Data records
● ● ●
// Copyright (c) 2025 Erick Bourgeois, firestoned
// SPDX-License-Identifier: MIT

//! Suite configuration.
//!
//! Values are layered: built-in defaults, then an optional YAML file named by
//! `RAN_CONFIG_FILE`, then individual environment overrides.
//!
//! | Variable | Field |
//! |----------|-------|
//! | `RAN_HUB_KUBECONFIG` | `hub_kubeconfig` |
//! | `RAN_SPOKE1_KUBECONFIG` (falls back to `KUBECONFIG`) | `spoke1_kubeconfig` |
//! | `RAN_SPOKE2_KUBECONFIG` | `spoke2_kubeconfig` |
//! | `RAN_POLL_INTERVAL_SECS` | `poll_interval_secs` |
//! | `RAN_DEFAULT_TIMEOUT_SECS` | `default_timeout_secs` |
//! | `RAN_RETRY_ATTEMPTS` | `retry_attempts` |
//! | `RAN_RETRY_INTERVAL_SECS` | `retry_interval_secs` |

use crate::constants::{
    DEFAULT_POLL_INTERVAL_SECS, DEFAULT_RETRY_ATTEMPTS, DEFAULT_RETRY_INTERVAL_SECS,
    DEFAULT_WAIT_TIMEOUT_SECS, ENV_CONFIG_FILE, ENV_DEFAULT_TIMEOUT_SECS, ENV_HUB_KUBECONFIG,
    ENV_KUBECONFIG, ENV_POLL_INTERVAL_SECS, ENV_RETRY_ATTEMPTS, ENV_RETRY_INTERVAL_SECS,
    ENV_SPOKE1_KUBECONFIG, ENV_SPOKE2_KUBECONFIG,
};
use crate::errors::ConfigError;
use crate::poll::PollConfig;
use crate::retry::RetryPolicy;
use serde::{Deserialize, Serialize};
use std::path::{Path, PathBuf};
use std::str::FromStr;
use std::time::Duration;
use tracing::{debug, info};

/// Configuration shared by the RAN test suites.
#[derive(Debug, Clone, PartialEq, Eq, Serialize, Deserialize)]
#[serde(rename_all = "camelCase", default, deny_unknown_fields)]
pub struct RanConfig {
    /// Kubeconfig for the hub cluster, if the suite needs one
    pub hub_kubeconfig: Option<PathBuf>,
    /// Kubeconfig for the first spoke; `None` means the ambient client configuration
    pub spoke1_kubeconfig: Option<PathBuf>,
    /// Kubeconfig for the second spoke, if any
    pub spoke2_kubeconfig: Option<PathBuf>,
    pub poll_interval_secs: u64,
    pub default_timeout_secs: u64,
    pub retry_attempts: u32,
    pub retry_interval_secs: u64,
}

impl Default for RanConfig {
    fn default() -> Self {
        Self {
            hub_kubeconfig: None,
            spoke1_kubeconfig: None,
            spoke2_kubeconfig: None,
            poll_interval_secs: DEFAULT_POLL_INTERVAL_SECS,
            default_timeout_secs: DEFAULT_WAIT_TIMEOUT_SECS,
            retry_attempts: DEFAULT_RETRY_ATTEMPTS,
            retry_interval_secs: DEFAULT_RETRY_INTERVAL_SECS,
        }
    }
}

impl RanConfig {
    /// Load configuration from the process environment.
    ///
    /// # Errors
    ///
    /// Returns an error if the config file cannot be read or parsed, an override
    /// is malformed, or the result fails [`RanConfig::validate`].
    pub fn load() -> Result<Self, ConfigError> {
        Self::load_with(|var| std::env::var(var).ok())
    }

    /// Load configuration using `lookup` in place of the process environment.
    ///
    /// # Errors
    ///
    /// As [`RanConfig::load`].
    pub fn load_with<L>(lookup: L) -> Result<Self, ConfigError>
    where
        L: Fn(&str) -> Option<String>,
    {
        let mut config = match lookup(ENV_CONFIG_FILE).filter(|path| !path.is_empty()) {
            Some(path) => Self::from_file(&path)?,
            None => Self::default(),
        };

        config.apply_env(&lookup)?;
        config.validate()?;

        info!(
            hub = config.hub_kubeconfig.is_some(),
            spoke2 = config.spoke2_kubeconfig.is_some(),
            poll_interval_secs = config.poll_interval_secs,
            default_timeout_secs = config.default_timeout_secs,
            "Loaded suite configuration"
        );
        Ok(config)
    }

    /// Read a YAML configuration file. Missing fields take their defaults.
    ///
    /// # Errors
    ///
    /// Returns [`ConfigError::Read`] or [`ConfigError::Parse`].
    pub fn from_file(path: impl AsRef<Path>) -> Result<Self, ConfigError> {
        let path = path.as_ref();
        debug!(path = %path.display(), "Reading config file");

        let contents = std::fs::read_to_string(path).map_err(|source| ConfigError::Read {
            path: path.display().to_string(),
            source,
        })?;

        serde_yaml::from_str(&contents).map_err(|source| ConfigError::Parse {
            path: path.display().to_string(),
            source,
        })
    }

    /// Apply environment overrides on top of the current values.
    ///
    /// Empty variables are ignored.
    ///
    /// # Errors
    ///
    /// Returns [`ConfigError::InvalidEnv`] if a numeric override does not parse.
    pub fn apply_env<L>(&mut self, lookup: L) -> Result<(), ConfigError>
    where
        L: Fn(&str) -> Option<String>,
    {
        let get = |var: &str| lookup(var).filter(|value| !value.is_empty());

        if let Some(path) = get(ENV_HUB_KUBECONFIG) {
            self.hub_kubeconfig = Some(PathBuf::from(path));
        }
        if let Some(path) = get(ENV_SPOKE1_KUBECONFIG).or_else(|| get(ENV_KUBECONFIG)) {
            self.spoke1_kubeconfig = Some(PathBuf::from(path));
        }
        if let Some(path) = get(ENV_SPOKE2_KUBECONFIG) {
            self.spoke2_kubeconfig = Some(PathBuf::from(path));
        }

        if let Some(value) = parse_env(&get, ENV_POLL_INTERVAL_SECS)? {
            self.poll_interval_secs = value;
        }
        if let Some(value) = parse_env(&get, ENV_DEFAULT_TIMEOUT_SECS)? {
            self.default_timeout_secs = value;
        }
        if let Some(value) = parse_env(&get, ENV_RETRY_ATTEMPTS)? {
            self.retry_attempts = value;
        }
        if let Some(value) = parse_env(&get, ENV_RETRY_INTERVAL_SECS)? {
            self.retry_interval_secs = value;
        }
        Ok(())
    }

    /// Check value ranges.
    ///
    /// # Errors
    ///
    /// Returns [`ConfigError::Invalid`] for a zero poll interval or zero retry attempts.
    pub fn validate(&self) -> Result<(), ConfigError> {
        if self.poll_interval_secs == 0 {
            return Err(ConfigError::Invalid(
                "pollIntervalSecs must be greater than zero".to_string(),
            ));
        }
        if self.retry_attempts == 0 {
            return Err(ConfigError::Invalid(
                "retryAttempts must be at least 1".to_string(),
            ));
        }
        Ok(())
    }

    /// Poll settings for a wait using the configured default timeout.
    ///
    /// # Errors
    ///
    /// Returns [`ConfigError::Invalid`] if the poll interval is zero.
    pub fn poll_config(&self) -> Result<PollConfig, ConfigError> {
        PollConfig::new(
            Duration::from_secs(self.poll_interval_secs),
            Duration::from_secs(self.default_timeout_secs),
        )
    }

    /// Retry policy for operations that fail on infrastructure noise.
    ///
    /// # Errors
    ///
    /// Returns [`ConfigError::Invalid`] if retry attempts is zero.
    pub fn retry_policy(&self) -> Result<RetryPolicy, ConfigError> {
        RetryPolicy::new(
            self.retry_attempts,
            Duration::from_secs(self.retry_interval_secs),
        )
    }
}

fn parse_env<T, L>(lookup: L, var: &str) -> Result<Option<T>, ConfigError>
where
    T: FromStr,
    L: Fn(&str) -> Option<String>,
{
    lookup(var)
        .map(|value| {
            value.trim().parse().map_err(|_| ConfigError::InvalidEnv {
                var: var.to_string(),
                value,
            })
        })
        .transpose()
}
● ● ●
## ABOUT THIS TASK:
Your job is to copy out every line from the records above that has the word "process".

## WRITTEN SOLUTION:
    /// Load configuration from the process environment.
    /// Load configuration using `lookup` in place of the process environment.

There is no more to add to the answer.